Yüce, dergimizin birinci sayısı için kitabın özeti niteliğinde bir yazı da kaleme almıştı. Kültür AŞ tarafından yayıma hazırlanan Esir Şehirde Spor, hem kent hem spor tarihiyle ilgilenenler için benzersiz bir çalışma.
Esir Şehirde Spor’da okuyucuyu nasıl bir içerik bekliyor?
Okuyucunun yerinde olsam, İstanbul’un işgali sırasında gerçekleşen sportif faaliyetler hakkında daha önceden okuyup dinlediğim bazı bilgilerin doğru olup olmadığını merak ederdim. Ayrıca bu uzun dönem içinde işgal kuvvetleri ile Türk takımlarının neden müsabaka yaptıklarını da öğrenmeye çalışırdım. İlaveten, bilinmedik ve ilk defa bu kitapta rastlanılacak bilgiler veya belgeler olup olmadığı konusunda bir hassasiyetim olurdu. Özellikle basketbol ve voleybol gibi ilk defa bu dönem icra edilen faaliyetlere odaklanırdım. Ve elbette işgal öncesinde neler yaşandığını bilmek isterdim. İstanbul’da sporun tarihine odaklanan bir girizgâh beklentisi içinde olurdum.
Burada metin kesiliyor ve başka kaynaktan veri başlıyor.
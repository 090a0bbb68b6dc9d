use std::sync::Arc;

use parking_lot::Mutex;

use crate::models::audio_models::{ContextOptions, ContextState};
use crate::models::error::ContextError;
use crate::traits::audio_context::{AudioContext, ContextFactory};

struct ContextSlot<C> {
    context: Option<Arc<C>>,
    closed: bool,
}

/// Owns the single audio context of a studio session.
///
/// The context is created lazily on first use and shared as `Arc<C>` with
/// the level monitor and the capture session. Only the manager creates or
/// closes it. Resuming is a separate operation from creation because hosts
/// only allow it in response to a user gesture.
pub struct ContextManager<F: ContextFactory> {
    factory: F,
    options: ContextOptions,
    slot: Mutex<ContextSlot<F::Context>>,
}

impl<F: ContextFactory> ContextManager<F> {
    pub fn new(factory: F, options: ContextOptions) -> Self {
        Self {
            factory,
            options,
            slot: Mutex::new(ContextSlot {
                context: None,
                closed: false,
            }),
        }
    }

    /// Return the open context, constructing one if there is none.
    ///
    /// A context the host closed behind our back is replaced. After
    /// [`close`](Self::close) no new context is created.
    pub fn ensure_context(&self) -> Result<Arc<F::Context>, ContextError> {
        let mut slot = self.slot.lock();
        if slot.closed {
            return Err(ContextError::Closed);
        }
        if let Some(context) = &slot.context {
            if context.state() != ContextState::Closed {
                return Ok(Arc::clone(context));
            }
            log::warn!("Audio context was closed by the host, creating a new one");
        }

        let context = self.factory.create_context(&self.options).map_err(|e| match e {
            ContextError::InitFailed(_) => e,
            other => ContextError::InitFailed(other.to_string()),
        })?;
        let context = Arc::new(context);
        log::info!(
            "Audio context created: {} Hz, {:?} latency, state {:?}",
            context.sample_rate(),
            self.options.latency_hint,
            context.state()
        );
        slot.context = Some(Arc::clone(&context));
        Ok(context)
    }

    /// The current context, if one is open.
    pub fn current(&self) -> Option<Arc<F::Context>> {
        self.slot
            .lock()
            .context
            .as_ref()
            .filter(|c| c.state() != ContextState::Closed)
            .cloned()
    }

    /// Live lifecycle state, including suspensions initiated by the host.
    pub fn state(&self) -> ContextState {
        let slot = self.slot.lock();
        match &slot.context {
            Some(context) => context.state(),
            None if slot.closed => ContextState::Closed,
            None => ContextState::Uninitialized,
        }
    }

    /// Whether a user gesture is needed before audio can run.
    pub fn needs_user_interaction(&self) -> bool {
        matches!(self.state(), ContextState::Uninitialized | ContextState::Suspended)
    }

    /// Resume the context; must only be called from a user gesture.
    ///
    /// Returns whether the context is running afterwards. A refused resume
    /// is logged and reported as `Ok(false)`. Never creates a context: with
    /// none open, or after close, this fails with [`ContextError::Closed`].
    pub async fn resume(&self) -> Result<bool, ContextError> {
        let context = {
            let slot = self.slot.lock();
            match &slot.context {
                Some(context) if !slot.closed => Arc::clone(context),
                _ => return Err(ContextError::Closed),
            }
        };
        match context.state() {
            ContextState::Running => return Ok(true),
            ContextState::Closed => return Err(ContextError::Closed),
            ContextState::Suspended | ContextState::Uninitialized => {}
        }

        match context.resume().await {
            Ok(()) => {
                let running = context.state() == ContextState::Running;
                log::debug!("Audio context resumed (running: {})", running);
                Ok(running)
            }
            Err(ContextError::Closed) => Err(ContextError::Closed),
            Err(e) => {
                log::warn!("Failed to resume audio context: {}", e);
                Ok(false)
            }
        }
    }

    /// Close and drop the context. Idempotent.
    pub async fn close(&self) {
        let context = {
            let mut slot = self.slot.lock();
            slot.closed = true;
            slot.context.take()
        };
        let Some(context) = context else {
            return;
        };
        if context.state() == ContextState::Closed {
            return;
        }
        match context.close().await {
            Ok(()) => log::info!("Audio context closed"),
            Err(e) => log::warn!("Failed to close audio context: {}", e),
        }
    }
}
İstanbul‘un spor tarihine dair neler bulacaklar?
Sportif olayların halk nezdindeki sosyal yansımalarıyla karşılaşacaklar. İstanbul'un meşhur kulüplerinin o dönemdeki durumlarını; ekalliyet ve gayrimüslim unsurların işgal döneminde parlayan yıldızlarının yarattığı muazzam zenginlikleri görecekler. Amerikalıların şehre armağan ettikleri bilinmedik sporlar, Olimpiyat Oyunları, Taksim Stadyumu, YMCA teşkilatı, yükselen ve kaybolan değerler, şehrin sosyal hayatı ve ilaveten külliyatlı miktarda bir görsel zenginlik bulacaklar. Kitabın sonunda özellikle istatistik ile ilgilenenler için hayli ilgi çekici ekler de mevcut. Bazı şehir efsanelerinin “aslında” hiç de öyle olmadığı ve doğrusunun ne olduğu da cabası.
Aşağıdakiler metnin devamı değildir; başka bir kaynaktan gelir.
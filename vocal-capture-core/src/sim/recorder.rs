use std::sync::Arc;
use std::time::Duration;

use parking_lot::Mutex;
use tokio::task::JoinHandle;

use crate::models::error::RecorderError;
use crate::processing::pcm;
use crate::traits::recorder::{ChunkCallback, MediaRecorder};

use super::{SimState, Tone};

/// Simulated chunked encoder.
///
/// Chunks reach the session either through
/// [`SimulatedPlatform::emit_chunk`](super::SimulatedPlatform::emit_chunk) or, when a
/// tone is configured, from a generator task that encodes a sine wave as
/// `audio/L16` every timeslice.
pub struct SimRecorder {
    mime_type: String,
    sample_rate: u32,
    shared: Arc<Mutex<SimState>>,
    generator: Option<JoinHandle<()>>,
    recording: bool,
}

impl SimRecorder {
    pub(crate) fn new(mime_type: String, sample_rate: u32, shared: Arc<Mutex<SimState>>) -> Self {
        Self {
            mime_type,
            sample_rate,
            shared,
            generator: None,
            recording: false,
        }
    }

    fn spawn_generator(&mut self, tone: Tone, timeslice: Duration) {
        let shared = Arc::clone(&self.shared);
        let sample_rate = self.sample_rate;
        let frames_per_chunk = (sample_rate as f64 * timeslice.as_secs_f64()) as usize;

        self.generator = Some(tokio::spawn(async move {
            let mut ticker = tokio::time::interval_at(tokio::time::Instant::now() + timeslice, timeslice);
            let mut phase = 0.0f32;
            let step = 2.0 * std::f32::consts::PI * tone.frequency_hz / sample_rate as f32;
            loop {
                ticker.tick().await;
                let samples: Vec<f32> = (0..frames_per_chunk)
                    .map(|_| {
                        let s = tone.amplitude * phase.sin();
                        phase = (phase + step) % (2.0 * std::f32::consts::PI);
                        s
                    })
                    .collect();
                let sink = shared.lock().sink.clone();
                match sink {
                    Some(sink) => sink(pcm::encode_i16_le(&samples)),
                    None => break,
                }
            }
        }));
    }
}

impl MediaRecorder for SimRecorder {
    fn mime_type(&self) -> &str {
        &self.mime_type
    }

    fn start(&mut self, timeslice: Duration, on_chunk: ChunkCallback) -> Result<(), RecorderError> {
        if self.recording {
            return Err(RecorderError::Failed("recorder already started".into()));
        }
        let tone = {
            let mut shared = self.shared.lock();
            if let Some(reason) = shared.settings.recorder_start_error.clone() {
                return Err(RecorderError::Failed(reason));
            }
            shared.sink = Some(on_chunk);
            shared.recorder_starts += 1;
            shared.settings.tone
        };
        if let Some(tone) = tone {
            self.spawn_generator(tone, timeslice);
        }
        self.recording = true;
        Ok(())
    }

    async fn stop(&mut self) -> Result<(), RecorderError> {
        if let Some(generator) = self.generator.take() {
            generator.abort();
        }
        if !self.recording {
            return Ok(());
        }
        self.recording = false;

        // Pending data is flushed before the stop is acknowledged.
        let (sink, pending, failure) = {
            let mut shared = self.shared.lock();
            let pending = std::mem::take(&mut shared.final_chunks);
            (shared.sink.take(), pending, shared.settings.recorder_stop_error.clone())
        };
        if let Some(sink) = sink {
            for chunk in pending {
                sink(chunk);
            }
        }
        match failure {
            Some(reason) => Err(RecorderError::Failed(reason)),
            None => Ok(()),
        }
    }
}

impl Drop for SimRecorder {
    fn drop(&mut self) {
        if let Some(generator) = self.generator.take() {
            generator.abort();
        }
    }
}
Nasıl bir katkısı olmuş sporun işgal dönemindeki şehre ve insanlarına?
Öncelikle ve özellikle İstanbul’da gayriresmî de olsa düzenlenen Olimpiyat Oyunları ve diğer yarışmalarda şehri oluşturan bütün unsurların ortak bir paydada buluşmaları ve bir bahar rüzgârı esintisi gibi huzurlu ve barışçıl zamanlar geçirmeleri bu işin en güzel yanı. Bir ikincisi, bunalmış şehrin sakinlerinin spor faaliyetlerini bizzat icra ederek veya izleyerek hem sağlıklarını hem de morallerini yükseltmeleri olmuştur denilebilir. Bunlardan başka, toplum için spor fikrinin ilk defa oluşması da not edilmesi gereken bir durumdur. Kadınların bu dönemde spora olan alakalarının artması ve bil il sporla uğraşmaları işin üzerinde belki de en fazla durulması gereken yanlarından biri.